We're gathered in a village Nkuraiya established for widows, but far from being a sombre place, these women radiate self-confidence, proudly showing off the mud houses they've built and which they share with their precious livestock. Long tables are laden with the decorative beadwork and textiles they sell to tourists. A group of young Maasai warriors mingle with us, spears, shields and sandles casually tossed to one side following a vigorous welcome dance.

Nkuraiya's message is definitely not anti-men; Enkiteng Lepa welcomes boys and she's keen to eventually build a dormitory for them at the school. Her quest is simply to educate the next generation of men and women about how to better align women's rights with traditional Maasai culture. "I want my people to hold culture with this hand, and education with the other," she says.
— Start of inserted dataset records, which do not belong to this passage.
//! Postgres-backed table commands: `sync`, `get`, `dates`, `db status`,
//! `db init`.

use anyhow::{Context, Result};
use chrono::Utc;
use scd_config::UnusedKeyPolicy;
use scd_db::{PgPool, PgTable};

use super::{load_table, parse_date, print_sync_result, read_batch, write_rows_csv, LoadedTable};
use crate::InputFormat;

async fn open(config_paths: &[String]) -> Result<(LoadedTable, PgTable, PgPool)> {
    let t = load_table(config_paths, UnusedKeyPolicy::Warn)?;
    let table = PgTable::new(&t.options)?;
    let pool = scd_db::connect_from_env().await?;
    Ok((t, table, pool))
}

/// Execute `scd sync`: canonicalize one input file and sync it at `date`.
pub async fn sync(
    config_paths: &[String],
    date: &str,
    input: &str,
    format: Option<InputFormat>,
) -> Result<()> {
    let date = parse_date(date)?;
    // Parse before connecting: bad input never touches the database.
    let t = load_table(config_paths, UnusedKeyPolicy::Warn)?;
    let batch = read_batch(input, format)?;
    let snapshot = scd_reconcile::canonicalize(&batch, &t.options.schema)
        .with_context(|| format!("canonicalize failed: {input}"))?;

    let table = PgTable::new(&t.options)?;
    let pool = scd_db::connect_from_env().await?;
    let r = table
        .sync(&pool, date, &snapshot, Utc::now())
        .await
        .with_context(|| format!("sync {date} failed for table {}", t.options.schema.name))?;

    print_sync_result(&r);
    println!("config_hash={}", t.loaded.config_hash);
    Ok(())
}

/// Execute `scd get`.
pub async fn get(config_paths: &[String], date: &str) -> Result<()> {
    let date = parse_date(date)?;
    let (t, table, pool) = open(config_paths).await?;
    let rows = table.get(&pool, date).await?;
    write_rows_csv(&t.options, &rows)
}

/// Execute `scd dates`.
pub async fn dates(config_paths: &[String]) -> Result<()> {
    let (_t, table, pool) = open(config_paths).await?;
    let log = table.sync_log(&pool).await?;
    for e in &log {
        println!(
            "date={} synced_at={} row_count={}",
            e.date,
            e.synced_at.to_rfc3339(),
            e.row_count
        );
    }
    println!("synced_dates={}", log.len());
    Ok(())
}

/// Execute `scd db status`.
pub async fn status(config_paths: &[String]) -> Result<()> {
    let (_t, table, pool) = open(config_paths).await?;
    let s = table.status(&pool).await?;
    println!(
        "db_ok={} has_table={} has_sync_log={} has_presence={}",
        s.ok, s.has_table, s.has_sync_log, s.has_presence
    );
    if s.has_table {
        println!("records={}", table.record_count(&pool).await?);
    }
    Ok(())
}

/// Execute `scd db init`.
pub async fn init(config_paths: &[String]) -> Result<()> {
    let (t, table, pool) = open(config_paths).await?;
    table.init(&pool).await?;
    println!(
        "initialized=true table={} sync_log={} strict={}",
        table.sql().table(),
        table.sql().sync_log_table(),
        t.options.calendar.is_some()
    );
    Ok(())
}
She is just one of the many strong, amazing women we meet on this pilot run of Intrepid's Kenyan Women's Expedition, which starts in mid 2020. The idea is that as an all-female cast, you can access opportunities not available to mixed-gender tour groups. Intrepid has rolled out similar women's tours in six other countries, including Iran, India and Jordan.

Kenya is a country in transition, enlightened thinkers battling centuries of tradition that have blatantly favoured menfolk. And it seems to have happened in one generation – the generation we're meeting. The internet and social media, together with access to mobile phones, means even those in remote communities can glimpse a world at odds with their own.

The trip is a rare chance to meet those communities at the forefront of change. There's the band of 340-strong women at Kazuri bead factory in Nairobi, who create beaded fashions that sell around the world. Started in 1975 to provide employment for local single women desperately in need of a stable income, it was a pioneering concept.


On my first day in Nairobi, I'm driven past Kibera, reputedly one of the world's largest urban slums, on our way to visit grandmothers who have turned to pig farming as a way to escape abject poverty. They now support their families and give their grandchildren an education and a life they could only have dreamt of.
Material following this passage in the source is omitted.